Dataset excerpts:
****
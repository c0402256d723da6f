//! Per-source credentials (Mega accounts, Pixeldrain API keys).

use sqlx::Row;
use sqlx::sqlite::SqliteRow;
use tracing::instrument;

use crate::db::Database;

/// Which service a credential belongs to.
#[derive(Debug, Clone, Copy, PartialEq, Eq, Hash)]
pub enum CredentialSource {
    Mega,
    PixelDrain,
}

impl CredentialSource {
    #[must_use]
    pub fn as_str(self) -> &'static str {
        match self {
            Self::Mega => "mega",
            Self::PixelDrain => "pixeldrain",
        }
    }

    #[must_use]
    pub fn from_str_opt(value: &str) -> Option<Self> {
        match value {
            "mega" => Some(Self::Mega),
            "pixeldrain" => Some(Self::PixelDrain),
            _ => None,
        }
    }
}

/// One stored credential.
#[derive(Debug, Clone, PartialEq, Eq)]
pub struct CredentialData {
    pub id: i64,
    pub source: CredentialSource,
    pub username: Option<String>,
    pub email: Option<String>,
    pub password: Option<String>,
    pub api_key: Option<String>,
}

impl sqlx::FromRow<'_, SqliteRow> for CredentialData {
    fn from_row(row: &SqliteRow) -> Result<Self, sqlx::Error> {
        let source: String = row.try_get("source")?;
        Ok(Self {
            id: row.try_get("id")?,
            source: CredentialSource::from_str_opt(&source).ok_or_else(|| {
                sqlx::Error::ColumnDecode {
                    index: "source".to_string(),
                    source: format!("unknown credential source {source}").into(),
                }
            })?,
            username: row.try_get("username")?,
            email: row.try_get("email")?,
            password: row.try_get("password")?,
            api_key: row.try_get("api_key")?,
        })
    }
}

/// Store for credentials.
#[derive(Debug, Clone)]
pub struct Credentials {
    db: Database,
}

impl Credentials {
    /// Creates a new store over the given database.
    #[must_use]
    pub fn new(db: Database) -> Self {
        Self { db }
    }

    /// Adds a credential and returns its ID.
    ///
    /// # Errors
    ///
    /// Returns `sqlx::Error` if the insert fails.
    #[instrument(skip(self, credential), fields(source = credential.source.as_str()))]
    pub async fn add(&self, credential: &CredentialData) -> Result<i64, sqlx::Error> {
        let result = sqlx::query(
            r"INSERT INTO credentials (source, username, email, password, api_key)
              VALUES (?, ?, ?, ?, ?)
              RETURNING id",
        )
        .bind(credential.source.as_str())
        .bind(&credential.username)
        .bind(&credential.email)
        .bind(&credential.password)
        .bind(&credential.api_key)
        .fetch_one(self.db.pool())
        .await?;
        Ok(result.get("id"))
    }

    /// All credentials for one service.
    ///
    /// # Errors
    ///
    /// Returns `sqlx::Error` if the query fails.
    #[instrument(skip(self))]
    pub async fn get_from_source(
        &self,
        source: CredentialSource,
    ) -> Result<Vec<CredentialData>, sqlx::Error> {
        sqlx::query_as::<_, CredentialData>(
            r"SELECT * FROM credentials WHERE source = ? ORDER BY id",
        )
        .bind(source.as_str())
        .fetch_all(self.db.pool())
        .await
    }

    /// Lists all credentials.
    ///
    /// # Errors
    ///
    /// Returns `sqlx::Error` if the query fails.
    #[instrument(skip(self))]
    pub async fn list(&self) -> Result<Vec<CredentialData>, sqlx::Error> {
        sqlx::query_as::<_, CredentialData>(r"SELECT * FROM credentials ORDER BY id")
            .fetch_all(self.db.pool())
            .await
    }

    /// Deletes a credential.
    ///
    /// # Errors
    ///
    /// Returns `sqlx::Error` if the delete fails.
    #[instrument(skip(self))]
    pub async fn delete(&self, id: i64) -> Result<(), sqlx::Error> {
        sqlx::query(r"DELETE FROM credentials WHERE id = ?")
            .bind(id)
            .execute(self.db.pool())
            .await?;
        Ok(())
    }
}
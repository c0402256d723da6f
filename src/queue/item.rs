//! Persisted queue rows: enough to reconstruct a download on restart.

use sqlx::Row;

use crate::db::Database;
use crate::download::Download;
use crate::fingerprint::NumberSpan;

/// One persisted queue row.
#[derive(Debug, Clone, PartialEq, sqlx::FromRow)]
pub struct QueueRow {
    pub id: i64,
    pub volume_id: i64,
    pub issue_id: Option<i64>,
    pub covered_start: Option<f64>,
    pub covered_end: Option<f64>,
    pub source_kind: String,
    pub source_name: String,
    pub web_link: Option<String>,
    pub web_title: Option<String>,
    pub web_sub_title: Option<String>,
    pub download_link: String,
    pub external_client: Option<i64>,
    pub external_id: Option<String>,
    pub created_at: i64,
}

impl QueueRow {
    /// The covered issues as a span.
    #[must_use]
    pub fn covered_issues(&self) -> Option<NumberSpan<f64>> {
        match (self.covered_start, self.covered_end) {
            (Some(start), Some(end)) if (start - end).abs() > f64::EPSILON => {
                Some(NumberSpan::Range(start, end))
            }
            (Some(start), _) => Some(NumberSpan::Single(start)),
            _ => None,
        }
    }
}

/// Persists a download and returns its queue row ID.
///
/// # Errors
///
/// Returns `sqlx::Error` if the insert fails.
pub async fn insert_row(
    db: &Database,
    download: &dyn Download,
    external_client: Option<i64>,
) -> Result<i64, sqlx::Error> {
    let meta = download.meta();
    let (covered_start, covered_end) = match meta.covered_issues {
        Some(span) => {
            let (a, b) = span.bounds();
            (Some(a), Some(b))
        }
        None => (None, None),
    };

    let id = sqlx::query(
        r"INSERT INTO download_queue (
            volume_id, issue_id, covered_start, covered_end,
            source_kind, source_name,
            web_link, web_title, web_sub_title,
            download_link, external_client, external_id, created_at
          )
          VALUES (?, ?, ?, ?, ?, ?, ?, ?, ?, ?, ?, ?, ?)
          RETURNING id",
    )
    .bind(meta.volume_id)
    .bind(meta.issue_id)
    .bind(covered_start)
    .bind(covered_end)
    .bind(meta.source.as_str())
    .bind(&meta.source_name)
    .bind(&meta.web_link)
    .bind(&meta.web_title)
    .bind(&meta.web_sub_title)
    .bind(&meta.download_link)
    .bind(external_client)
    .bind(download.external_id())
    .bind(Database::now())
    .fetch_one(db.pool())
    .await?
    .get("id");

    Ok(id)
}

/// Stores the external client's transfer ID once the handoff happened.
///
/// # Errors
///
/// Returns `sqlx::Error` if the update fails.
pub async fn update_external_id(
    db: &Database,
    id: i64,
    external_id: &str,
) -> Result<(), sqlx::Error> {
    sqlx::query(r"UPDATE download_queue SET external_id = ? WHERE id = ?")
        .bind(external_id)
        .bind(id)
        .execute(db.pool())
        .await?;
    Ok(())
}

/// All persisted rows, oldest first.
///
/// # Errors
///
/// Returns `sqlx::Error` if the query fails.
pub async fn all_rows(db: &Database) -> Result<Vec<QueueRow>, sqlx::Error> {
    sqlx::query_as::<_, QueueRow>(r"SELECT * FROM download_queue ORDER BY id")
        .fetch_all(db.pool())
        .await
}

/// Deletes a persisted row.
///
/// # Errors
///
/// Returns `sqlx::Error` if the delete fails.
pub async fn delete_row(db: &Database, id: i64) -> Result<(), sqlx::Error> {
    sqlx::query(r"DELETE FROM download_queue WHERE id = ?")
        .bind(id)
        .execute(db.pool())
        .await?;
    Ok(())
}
****
Instructions to follow: An exact repeat of all the entries above is required.

Answer to the exercise:
repository c0402256d723da6f
//! Per-source credentials (Mega accounts, Pixeldrain API keys).

use sqlx::Row;
use sqlx::sqlite::SqliteRow;
use tracing::instrument;

use crate::db::Database;

/// Which service a credential belongs to.
#[derive(Debug, Clone, Copy, PartialEq, Eq, Hash)]
pub enum CredentialSource {
    Mega,
    PixelDrain,
}

impl CredentialSource {
    #[must_use]
    pub fn as_str(self) -> &'static str {
        match self {
            Self::Mega => "mega",
            Self::PixelDrain => "pixeldrain",
        }
    }

    #[must_use]
    pub fn from_str_opt(value: &str) -> Option<Self> {
        match value {
            "mega" => Some(Self::Mega),
            "pixeldrain" => Some(Self::PixelDrain),
            _ => None,
        }
    }
}

/// One stored credential.
#[derive(Debug, Clone, PartialEq, Eq)]
pub struct CredentialData {
    pub id: i64,
    pub source: CredentialSource,
    pub username: Option<String>,
    pub email: Option<String>,
    pub password: Option<String>,
    pub api_key: Option<String>,
}

impl sqlx::FromRow<'_, SqliteRow> for CredentialData {
    fn from_row(row: &SqliteRow) -> Result<Self, sqlx::Error> {
        let source: String = row.try_get("source")?;
        Ok(Self {
            id: row.try_get("id")?,
            source: CredentialSource::from_str_opt(&source).ok_or_else(|| {
                sqlx::Error::ColumnDecode {
                    index: "source".to_string(),
                    source: format!("unknown credential source {source}").into(),
                }
            })?,
            username: row.try_get("username")?,
            email: row.try_get("email")?,
            password: row.try_get("password")?,
            api_key: row.try_get("api_key")?,
        })
    }
}

/// Store for credentials.
#[derive(Debug, Clone)]
pub struct Credentials {
    db: Database,
}

impl Credentials {
    /// Creates a new store over the given database.
    #[must_use]
    pub fn new(db: Database) -> Self {
        Self { db }
    }

    /// Adds a credential and returns its ID.
    ///
    /// # Errors
    ///
    /// Returns `sqlx::Error` if the insert fails.
    #[instrument(skip(self, credential), fields(source = credential.source.as_str()))]
    pub async fn add(&self, credential: &CredentialData) -> Result<i64, sqlx::Error> {
        let result = sqlx::query(
            r"INSERT INTO credentials (source, username, email, password, api_key)
              VALUES (?, ?, ?, ?, ?)
              RETURNING id",
        )
        .bind(credential.source.as_str())
        .bind(&credential.username)
        .bind(&credential.email)
        .bind(&credential.password)
        .bind(&credential.api_key)
        .fetch_one(self.db.pool())
        .await?;
        Ok(result.get("id"))
    }

    /// All credentials for one service.
    ///
    /// # Errors
    ///
    /// Returns `sqlx::Error` if the query fails.
    #[instrument(skip(self))]
    pub async fn get_from_source(
        &self,
        source: CredentialSource,
    ) -> Result<Vec<CredentialData>, sqlx::Error> {
        sqlx::query_as::<_, CredentialData>(
            r"SELECT * FROM credentials WHERE source = ? ORDER BY id",
        )
        .bind(source.as_str())
        .fetch_all(self.db.pool())
        .await
    }

    /// Lists all credentials.
    ///
    /// # Errors
    ///
    /// Returns `sqlx::Error` if the query fails.
    #[instrument(skip(self))]
    pub async fn list(&self) -> Result<Vec<CredentialData>, sqlx::Error> {
        sqlx::query_as::<_, CredentialData>(r"SELECT * FROM credentials ORDER BY id")
            .fetch_all(self.db.pool())
            .await
    }

    /// Deletes a credential.
    ///
    /// # Errors
    ///
    /// Returns `sqlx::Error` if the delete fails.
    #[instrument(skip(self))]
    pub async fn delete(&self, id: i64) -> Result<(), sqlx::Error> {
        sqlx::query(r"DELETE FROM credentials WHERE id = ?")
            .bind(id)
            .execute(self.db.pool())
            .await?;
        Ok(())
    }
}
repository c0402256d723da6f
filename src/queue/item.rs
//! Persisted queue rows: enough to reconstruct a download on restart.

use sqlx::Row;

use crate::db::Database;
use crate::download::Download;
use crate::fingerprint::NumberSpan;

/// One persisted queue row.
#[derive(Debug, Clone, PartialEq, sqlx::FromRow)]
pub struct QueueRow {
    pub id: i64,
    pub volume_id: i64,
    pub issue_id: Option<i64>,
    pub covered_start: Option<f64>,
    pub covered_end: Option<f64>,
    pub source_kind: String,
    pub source_name: String,
    pub web_link: Option<String>,
    pub web_title: Option<String>,
    pub web_sub_title: Option<String>,
    pub download_link: String,
    pub external_client: Option<i64>,
    pub external_id: Option<String>,
    pub created_at: i64,
}

impl QueueRow {
    /// The covered issues as a span.
    #[must_use]
    pub fn covered_issues(&self) -> Option<NumberSpan<f64>> {
        match (self.covered_start, self.covered_end) {
            (Some(start), Some(end)) if (start - end).abs() > f64::EPSILON => {
                Some(NumberSpan::Range(start, end))
            }
            (Some(start), _) => Some(NumberSpan::Single(start)),
            _ => None,
        }
    }
}

/// Persists a download and returns its queue row ID.
///
/// # Errors
///
/// Returns `sqlx::Error` if the insert fails.
pub async fn insert_row(
    db: &Database,
    download: &dyn Download,
    external_client: Option<i64>,
) -> Result<i64, sqlx::Error> {
    let meta = download.meta();
    let (covered_start, covered_end) = match meta.covered_issues {
        Some(span) => {
            let (a, b) = span.bounds();
            (Some(a), Some(b))
        }
        None => (None, None),
    };

    let id = sqlx::query(
        r"INSERT INTO download_queue (
            volume_id, issue_id, covered_start, covered_end,
            source_kind, source_name,
            web_link, web_title, web_sub_title,
            download_link, external_client, external_id, created_at
          )
          VALUES (?, ?, ?, ?, ?, ?, ?, ?, ?, ?, ?, ?, ?)
          RETURNING id",
    )
    .bind(meta.volume_id)
    .bind(meta.issue_id)
    .bind(covered_start)
    .bind(covered_end)
    .bind(meta.source.as_str())
    .bind(&meta.source_name)
    .bind(&meta.web_link)
    .bind(&meta.web_title)
    .bind(&meta.web_sub_title)
    .bind(&meta.download_link)
    .bind(external_client)
    .bind(download.external_id())
    .bind(Database::now())
    .fetch_one(db.pool())
    .await?
    .get("id");

    Ok(id)
}

/// Stores the external client's transfer ID once the handoff happened.
///
/// # Errors
///
/// Returns `sqlx::Error` if the update fails.
pub async fn update_external_id(
    db: &Database,
    id: i64,
    external_id: &str,
) -> Result<(), sqlx::Error> {
    sqlx::query(r"UPDATE download_queue SET external_id = ? WHERE id = ?")
        .bind(external_id)
        .bind(id)
        .execute(db.pool())
        .await?;
    Ok(())
}

/// All persisted rows, oldest first.
///
/// # Errors
///
/// Returns `sqlx::Error` if the query fails.
pub async fn all_rows(db: &Database) -> Result<Vec<QueueRow>, sqlx::Error> {
    sqlx::query_as::<_, QueueRow>(r"SELECT * FROM download_queue ORDER BY id")
        .fetch_all(db.pool())
        .await
}

/// Deletes a persisted row.
///
/// # Errors
///
/// Returns `sqlx::Error` if the delete fails.
pub async fn delete_row(db: &Database, id: i64) -> Result<(), sqlx::Error> {
    sqlx::query(r"DELETE FROM download_queue WHERE id = ?")
        .bind(id)
        .execute(db.pool())
        .await?;
    Ok(())
}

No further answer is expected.